- Theatrical release poster
- Directed by: Ewald André Dupont
- Screenplay by: Ewald André Dupont
- Story by: Isadore Goldsmith E.A. Rolfe
- Produced by: Isadore Goldsmith
- Starring: John Ireland Mercedes McCambridge James Barton Emlyn Williams
- Cinematography: Franz Planer
- Edited by: Joseph Gluck
- Music by: Herschel Burke Gilbert
- Production company: Gloria Productions Inc.
- Distributed by: United Artists
- Release dates: April 22, 1951 (New York); June 1, 1951 (Los Angeles);
- Running time: 93 minutes
- Country: United States
- Language: English

= The Scarf (film) =

1951 American film by Ewald André Dupont

The Scarf is a 1951 American film noir written and directed by Ewald André Dupont and starring John Ireland, Mercedes McCambridge, James Barton and Emlyn Williams. The screenplay concerns a man who escapes from an insane asylum and tries to convince a crusty hermit, a drifting saloon singer and himself that he is not a murderer.

==Plot==
John Barrington, an escapee from an institution for the criminally insane, is not insane but the victim of a plot orchestrated by a clever murderer. The only person who believes Barrington's story is Ezra Thompson, a turkey farmer who hides him from the authorities. A singing waitress named Cash-and-Carry Connie unwittingly provides the clue that will prove Barrington's innocence.

==Cast==

- John Ireland as John Howard Barrington
- Mercedes McCambridge as Connie Carter
- James Barton as Ezra Thompson
- Emlyn Williams as Dr. David Dunbar
- Lloyd Gough as Asylum Dr. Gordon
- Basil Ruysdael as Cyrus Barrington
- David Bauer as Level Louie (as David Wolfe)
- Harry Shannon as Asylum Warden Anderson
- Celia Lovsky as Mrs. Cyrus Barrington
- David McMahon as State Trooper
- Chubby Johnson as Feed Store Manager
- Frank Jenks as Tom
- Emmett Lynn as Jack the Waiter
- Dick Wessel as Sid
- Frank Jaquet as Town Sheriff
- Iris Adrian as the floozy at Level Louie's Place

==Reception==
In a contemporary review for The New York Times, critic Bosley Crowther wrote: "For a picture so heavily loaded with lengthy and tedious talk, talk, talk, 'The Scarf' ... has depressingly little to say. As a matter of fact, it expresses, in several thousand words of dialogue—and in a running-time that amounts to just four minutes short of an hour and a half—perhaps the least measure of intelligence or dramatic continuity that you are likely to find in any picture, current or recent, that takes itself seriously."

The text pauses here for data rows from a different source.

//! ARC - Amusement Vision file archive.
//!
//! A small container holding a [file system table](super::fst) followed by
//! raw file data. Files inside may themselves be `.lz` compressed; the
//! archive does not care.
//!
//! ## Layout (big-endian)
//! ```text
//! [0x00] Magic 0x55AA382D                 (u32)
//! [0x04] FileSystemPtr                    (u32, from archive start)
//! [0x08] FileSystemSize                   (u32)
//! [0x0C] DataPtr                          (u32, from archive start, 32-aligned)
//! [0x10] Padding, 0xCC × 16               (length is revision-dependent)
//! [....] File system table                (FileSystemSize bytes)
//! [DataPtr] File data, each file 32-aligned
//! ```
//!
//! ## Writing
//! The header pointers depend on regions that come after them, and the file
//! system table records where each file's data ends up. Both are written
//! with placeholder zeros first and patched in place once the data region is
//! complete, so the output stream must be seekable. Use
//! [`BinaryFile::to_bytes`] to build into memory for a non-seekable sink.

use std::fs;
use std::io::{self, Read, Seek, SeekFrom, Write};
use std::ops::Index;
use std::path::{Component, Path};

use tracing::{debug, trace, warn};
use walkdir::WalkDir;

use super::fst::{FileSystem, NodeKind, split_path};
use crate::file::{BinaryFile, Endian, FileType};
use crate::utils::{
    align_writer, be_u32, bytesv, magic_be_u32, read_padding, stream_len, write_be_u32,
    write_padding,
};
use crate::{Error, Result};

/// Archive magic.
pub const MAGIC: u32 = 0x55AA_382D;
/// Byte the header padding run is made of.
pub const PADDING_BYTE: u8 = 0xCC;
/// Alignment of the data region.
pub const DATA_ALIGNMENT: u64 = 32;

/// Magic plus the three pointer fields.
const FIXED_HEADER_SIZE: u64 = 0x10;

/// Format revision knobs.
#[derive(Debug, Clone, Copy, PartialEq, Eq)]
pub struct ArchiveOptions {
    /// Length of the `0xCC` run after the pointer fields.
    pub padding_len: usize,
    /// Alignment of each file inside the data region (a power of two).
    pub file_alignment: u64,
}

impl Default for ArchiveOptions {
    fn default() -> Self {
        Self {
            padding_len: 16,
            file_alignment: 32,
        }
    }
}

impl ArchiveOptions {
    fn validate(&self) -> Result<()> {
        if !self.file_alignment.is_power_of_two() {
            return Err(Error::InvalidArgument(format!(
                "file alignment {} is not a power of two",
                self.file_alignment
            )));
        }
        Ok(())
    }
}

/// A region of a serialized archive, from the archive start.
#[derive(Debug, Clone, Copy, PartialEq, Eq, Default)]
pub struct AddressRange {
    pub start: u64,
    pub size: u64,
}

impl AddressRange {
    /// Offset one past the last byte.
    pub fn end(&self) -> u64 {
        self.start + self.size
    }
}

/// The pointer fields of an archive header.
#[derive(Debug, Clone, Copy, PartialEq, Eq, Default)]
pub struct ArchiveHeader {
    pub file_system_ptr: u32,
    pub file_system_size: u32,
    pub data_ptr: u32,
}

impl ArchiveHeader {
    /// Where the file system table lives.
    pub fn file_system_range(&self) -> AddressRange {
        AddressRange {
            start: self.file_system_ptr.into(),
            size: self.file_system_size.into(),
        }
    }

    fn read<R: Read>(r: &mut R) -> Result<Self> {
        Ok(Self {
            file_system_ptr: be_u32(r)?,
            file_system_size: be_u32(r)?,
            data_ptr: be_u32(r)?,
        })
    }

    fn write<W: Write>(&self, w: &mut W) -> Result<()> {
        write_be_u32(w, self.file_system_ptr)?;
        write_be_u32(w, self.file_system_size)?;
        write_be_u32(w, self.data_ptr)
    }
}

/// A file stored in an archive.
#[derive(Debug, Clone, PartialEq, Eq)]
pub struct ArchiveFile {
    /// `/`-separated path inside the archive.
    pub path: String,
    pub data: Vec<u8>,
}

impl ArchiveFile {
    /// Size of this file's data in bytes.
    pub fn size(&self) -> u64 {
        self.data.len() as u64
    }
}

/// An archive held entirely in memory.
#[derive(Debug, Clone, Default, PartialEq, Eq)]
pub struct Archive {
    /// Files in data-region order.
    pub files: Vec<ArchiveFile>,
    /// Header as found when parsing; [`None`] for archives built in memory.
    pub header: Option<ArchiveHeader>,
}

impl Archive {
    /// An empty archive.
    pub fn new() -> Self {
        Self::default()
    }

    /// Build an archive from `(path, data)` pairs.
    pub fn from_entries<I, P>(entries: I) -> Self
    where
        I: IntoIterator<Item = (P, Vec<u8>)>,
        P: Into<String>,
    {
        let mut archive = Self::new();
        for (path, data) in entries {
            archive.add_file(path, data);
        }
        archive
    }

    /// Pack every regular file below `root`.
    ///
    /// Paths are relative to `root` and visited in name order, so the same
    /// tree always produces the same archive.
    pub fn from_directory(root: impl AsRef<Path>) -> Result<Self> {
        let root = root.as_ref();
        let mut archive = Self::new();
        for entry in WalkDir::new(root).sort_by_file_name() {
            let entry = entry.map_err(io::Error::from)?;
            if !entry.file_type().is_file() {
                continue;
            }
            let rel = entry
                .path()
                .strip_prefix(root)
                .map_err(|_| Error::InvalidArgument("walked outside the root".into()))?;
            let mut parts = Vec::new();
            for part in rel.components() {
                let part = part.as_os_str().to_str().ok_or_else(|| {
                    Error::InvalidArgument(format!("{} is not valid UTF-8", rel.display()))
                })?;
                parts.push(part);
            }
            let path = parts.join("/");
            trace!(%path, "adding file");
            archive.add_file(path, fs::read(entry.path())?);
        }
        Ok(archive)
    }

    /// Append a file. Paths are checked when the archive is written.
    pub fn add_file(&mut self, path: impl Into<String>, data: Vec<u8>) {
        self.files.push(ArchiveFile {
            path: path.into(),
            data,
        });
    }

    /// Iterate over all files.
    pub fn files(&self) -> impl Iterator<Item = &ArchiveFile> {
        self.files.iter()
    }

    /// Find a file by its exact path. Returns [`None`] if not found.
    pub fn get_file_by_name(&self, path: &str) -> Option<&ArchiveFile> {
        self.files.iter().find(|f| f.path == path)
    }

    /// Parse an archive with the default format revision.
    pub fn parse<R: Read + Seek>(r: &mut R) -> Result<Self> {
        Self::parse_with(r, &ArchiveOptions::default())
    }

    /// Parse an archive, reading every file's data into memory.
    ///
    /// `r` must be positioned at the magic. A wrong magic or padding byte
    /// stops parsing before the file system table is touched.
    pub fn parse_with<R: Read + Seek>(r: &mut R, options: &ArchiveOptions) -> Result<Self> {
        let base = r.stream_position()?;
        let len = stream_len(r)? - base;

        magic_be_u32(r, MAGIC)?;
        let header = ArchiveHeader::read(r)?;
        read_padding(r, PADDING_BYTE, options.padding_len)?;
        debug!(?header, "parsed archive header");

        let fs_range = header.file_system_range();
        let data_ptr = u64::from(header.data_ptr);
        if fs_range.start < FIXED_HEADER_SIZE + options.padding_len as u64 || fs_range.end() > len
        {
            return Err(Error::InvalidRange);
        }
        if data_ptr < fs_range.end() || data_ptr > len {
            return Err(Error::Parse("data pointer overlaps the file system table"));
        }
        if data_ptr % DATA_ALIGNMENT != 0 {
            warn!(data_ptr, "archive data region is not 32-byte aligned");
        }

        r.seek(SeekFrom::Start(base + fs_range.start))?;
        let fst = FileSystem::parse(r, header.file_system_size)?;

        let mut files = Vec::new();
        for (node, path) in fst.file_paths() {
            let NodeKind::File { offset, size } = fst.nodes[node].kind else {
                continue;
            };
            let (offset, size) = (u64::from(offset), u64::from(size));
            if size != 0 && (offset < data_ptr || offset + size > len) {
                return Err(Error::InvalidRange);
            }
            r.seek(SeekFrom::Start(base + offset))?;
            let data = bytesv(r, size as usize)?;
            trace!(%path, offset, size, "read file");
            files.push(ArchiveFile { path, data });
        }

        Ok(Self {
            files,
            header: Some(header),
        })
    }

    /// Write the archive with the default format revision.
    pub fn write<W: Write + Seek>(&self, w: &mut W) -> Result<ArchiveHeader> {
        self.write_with(w, &ArchiveOptions::default())
    }

    /// Serialize the archive at the writer's position, returning the header
    /// that was written.
    ///
    /// If this fails the writer holds a partial archive and should be
    /// discarded.
    pub fn write_with<W: Write + Seek>(
        &self,
        w: &mut W,
        options: &ArchiveOptions,
    ) -> Result<ArchiveHeader> {
        options.validate()?;
        let (mut fst, order) = FileSystem::build(self.files.iter().map(|f| f.path.as_str()))?;
        let base = w.stream_position()?;

        // Header with placeholder pointers.
        write_be_u32(w, MAGIC)?;
        let pointers_at = w.stream_position()?;
        ArchiveHeader::default().write(w)?;
        write_padding(w, PADDING_BYTE, options.padding_len)?;

        // File system table with placeholder file locations.
        let fs_start = w.stream_position()? - base;
        fst.write(w)?;
        let fs_range = AddressRange {
            start: fs_start,
            size: w.stream_position()? - base - fs_start,
        };

        let data_start = align_writer(w, base, DATA_ALIGNMENT)? - base;
        for (node, index) in order {
            let file = &self.files[index];
            let offset = align_writer(w, base, options.file_alignment)? - base;
            w.write_all(&file.data)?;
            fst.set_file_location(node, to_u32(offset)?, to_u32(file.size())?)?;
            trace!(path = %file.path, offset, size = file.size(), "placed file");
        }
        let end = w.stream_position()?;
        let total = to_u32(end - base)?;

        let header = ArchiveHeader {
            file_system_ptr: to_u32(fs_range.start)?,
            file_system_size: to_u32(fs_range.size)?,
            data_ptr: to_u32(data_start)?,
        };

        // Patch the pointers and the file locations.
        w.seek(SeekFrom::Start(pointers_at))?;
        header.write(w)?;
        w.seek(SeekFrom::Start(base + fs_range.start))?;
        fst.write(w)?;
        w.seek(SeekFrom::Start(end))?;

        debug!(?header, files = self.files.len(), total, "wrote archive");
        Ok(header)
    }

    /// Write every file below `dir`, creating directories as needed.
    pub fn extract_to(&self, dir: impl AsRef<Path>) -> Result<()> {
        let dir = dir.as_ref();
        for file in &self.files {
            let mut dest = dir.to_path_buf();
            for part in split_path(&file.path)? {
                // A single component like "C:" would still escape `dir`.
                let mut comps = Path::new(part).components();
                if !matches!((comps.next(), comps.next()), (Some(Component::Normal(_)), None)) {
                    return Err(Error::InvalidArgument(format!(
                        "'{}' cannot be extracted safely",
                        file.path
                    )));
                }
                dest.push(part);
            }
            if let Some(parent) = dest.parent() {
                fs::create_dir_all(parent)?;
            }
            trace!(path = %file.path, dest = %dest.display(), "extracting");
            fs::write(&dest, &file.data)?;
        }
        Ok(())
    }
}

fn to_u32(v: u64) -> Result<u32> {
    u32::try_from(v)
        .map_err(|_| Error::InvalidArgument("archive exceeds the 32-bit offset range".into()))
}

impl BinaryFile for Archive {
    const FILE_TYPE: FileType = FileType {
        endian: Endian::Big,
        extension: "arc",
    };

    fn read_from<R: Read + Seek>(r: &mut R) -> Result<Self> {
        Self::parse(r)
    }

    fn write_to<W: Write + Seek>(&self, w: &mut W) -> Result<()> {
        self.write(w).map(|_| ())
    }
}

impl Index<&str> for Archive {
    type Output = ArchiveFile;

    /// Index by path.
    ///
    /// # Panics
    /// Panics if the path does not exist in the archive.
    fn index(&self, index: &str) -> &Self::Output {
        self.get_file_by_name(index)
            .unwrap_or_else(|| panic!("no file '{index}' in archive"))
    }
}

Critic Philip K. Scheuer of the Los Angeles Times wrote: "Although 'The Scarf' ... begins in the Mojave Desert and moves to Los Angeles, it seems to be taking place in a never-never land all its own. Its characters are a strange lot, given to a kind of mystical mumbo-jumbo in their speech—though once in a while a thought comes through with striking pertinence—and they are involved in an adventure which, like the hero, is more than a little off-base."